Please note that the below is adapted from Problem 3.4 of Bryant and O'Hallaron's text (CSAPP3e). I have stripped away everything but my essential question.

Context: we are looking at a x86-64/Linux/gcc combo wherein ints are 4 bytes and chars are considered signed (and, of course, 1 byte). We are interested in writing the assembly corresponding to conversion of an int to a char which, at a high level, we know arises from performing truncation.

They present the following solution:

movl (%rdi), %eax            // Read 4 bytes
movb %al, (%rsi)             // Store low-order byte

My question is whether we can change the movl to a movb since, after all, we are only using a byte in the end. My concern with this suspicion is that there might be some endian-dependence with the read, and we might somehow be getting the high bits if our processor/OS is in little-endian mode. Is this suspicion correct, or would my change work no matter what?

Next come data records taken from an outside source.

#[cfg(test)]
mod tests {
    use super::*;
    use crate::transport::MemoryNetwork;
    use crate::transport::memory::MemoryStream;
    use crate::stream::BinaryStream;

    fn connection_pair() -> (TcpConnection<MemoryStream>, TcpConnection<MemoryStream>) {
        let net = MemoryNetwork::new();
        let mut streams = net.streams();
        let mut listener = streams.listen(0).unwrap();
        let port = listener.local_address().port();
        let client = streams
            .connect(SocketAddr::from(([127, 0, 0, 1], port)))
            .unwrap();
        let server = listener.accept().unwrap().unwrap();
        (TcpConnection::new(client), TcpConnection::new(server))
    }

    #[test]
    fn test_messages_cross_stream_in_order() {
        let (mut a, mut b) = connection_pair();
        a.send(Message::new(7));
        a.send(Message::new(8));

        b.poll();
        assert_eq!(b.receive().map(|m| m.type_id()), Some(7));
        assert_eq!(b.receive().map(|m| m.type_id()), Some(8));
        assert!(b.receive().is_none());
        assert!(!b.is_disconnected());
    }

    #[test]
    fn test_peer_close_marks_disconnected() {
        let (mut a, mut b) = connection_pair();
        a.send(Message::new(1));
        a.close();

        b.poll();
        assert!(b.is_disconnected());
        // Messages that arrived before the close are still delivered.
        assert_eq!(b.receive().map(|m| m.type_id()), Some(1));
    }

    /// Stream whose peer never reads or writes.
    struct StalledStream;

    impl ByteStream for StalledStream {
        fn write(&mut self, _bytes: &[u8]) -> io::Result<usize> {
            Err(io::ErrorKind::WouldBlock.into())
        }
        fn read(&mut self, _buf: &mut [u8]) -> io::Result<usize> {
            Err(io::ErrorKind::WouldBlock.into())
        }
        fn peer_address(&self) -> SocketAddr {
            SocketAddr::from(([127, 0, 0, 1], 4000))
        }
        fn shutdown(&mut self) {}
    }

    #[test]
    fn test_unread_backlog_is_capped() {
        let mut conn = TcpConnection::new(StalledStream);
        let mut message = Message::new(9);
        message.write_bytes(&[0u8; 1000]);

        conn.send(message.clone());
        assert!(!conn.is_disconnected());
        assert_eq!(conn.pending_bytes(), 1003);

        for _ in 0..MAX_PENDING_BYTES / 1003 + 1 {
            conn.send(message.clone());
        }
        assert!(conn.is_disconnected());
        assert_eq!(conn.pending_bytes(), 0);
    }

    #[test]
    fn test_send_after_close_is_dropped() {
        let (mut a, _b) = connection_pair();
        a.close();
        a.send(Message::new(1));
        assert_eq!(a.pending_bytes(), 0);
    }

    #[test]
    fn test_corrupt_stream_disconnects() {
        let net = MemoryNetwork::new();
        let mut streams = net.streams();
        let mut listener = streams.listen(0).unwrap();
        let port = listener.local_address().port();
        let mut raw = streams
            .connect(SocketAddr::from(([127, 0, 0, 1], port)))
            .unwrap();
        let mut conn = TcpConnection::new(listener.accept().unwrap().unwrap());

        raw.write(&[0, 0, 9]).unwrap();
        conn.poll();
        assert!(conn.is_disconnected());
        assert!(conn.receive().is_none());
    }
}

I would try this out but 1) I am on a Mac with Apple silicon and 2) even if my suspicion worked, I couldn't be sure if this sort of thing was implementation-dependent.

Answer 1

You're right to be concerned about endianness for this kind of operation, but in this case, your alternative approach would fail on big-endian machines, not on little-endian ones.

x86 is little endian, which means the low-order eight bits of a 32-bit integer are stored in the first (lowest address) byte of that integer, so

movb (%rdi), %al     // Read low-order byte
movb %al, (%rsi)     // Store low-order byte

will do the truncation you want to do on x86. But on a big-endian machine the equivalent operation would read the highest eight bits of the 32-bit integer. The m68k architecture, for instance, is big-endian; a correct version of your alternative approach, for that architecture, would be

move.b 3(%a1), %d0   // Read low-order byte
move.b %d0, (%a0)    // Store low-order byte

Without the 3 it would read the high-order byte of the int pointed to by register %a1.

The virtue of doing it the way CS:APP does it is that the same construct will work correctly on both big- and little-endian architectures. Of course, if you're programming in assembly language you have to rewrite the code anyway to move the program to a different architecture, but it's one fewer thing to worry about while you're doing that.

Compiler-generated code will probably also do it the CS:APP way for related reasons: compilers usually do most of their work in an architecture independent "intermediate representation" and then translate that to assembly language. That translation is one of the most complex phases of an industrial grade compiler, for reasons beyond the scope of this answer; every simplifying assumption that doesn't make the generated code worse will be applied to make it easier to write.

Answer 2

There’s almost no difference between using movl and movb here.

If the address used to load is unaligned and falls on a page boundary, then movl could be slower than using movb.

On the other hand, if the source is potentially a common sub expression, then movl provides access to the full value and the truncated value, whereas the other only provides access to the truncated value.

It is hard to imagine how endianess comes into play here on x86 platforms.  If for some reason you move to a big endian platform there will be different code — like the equivalent of movb al, 3(rsi) (the movl version will work unmodified.)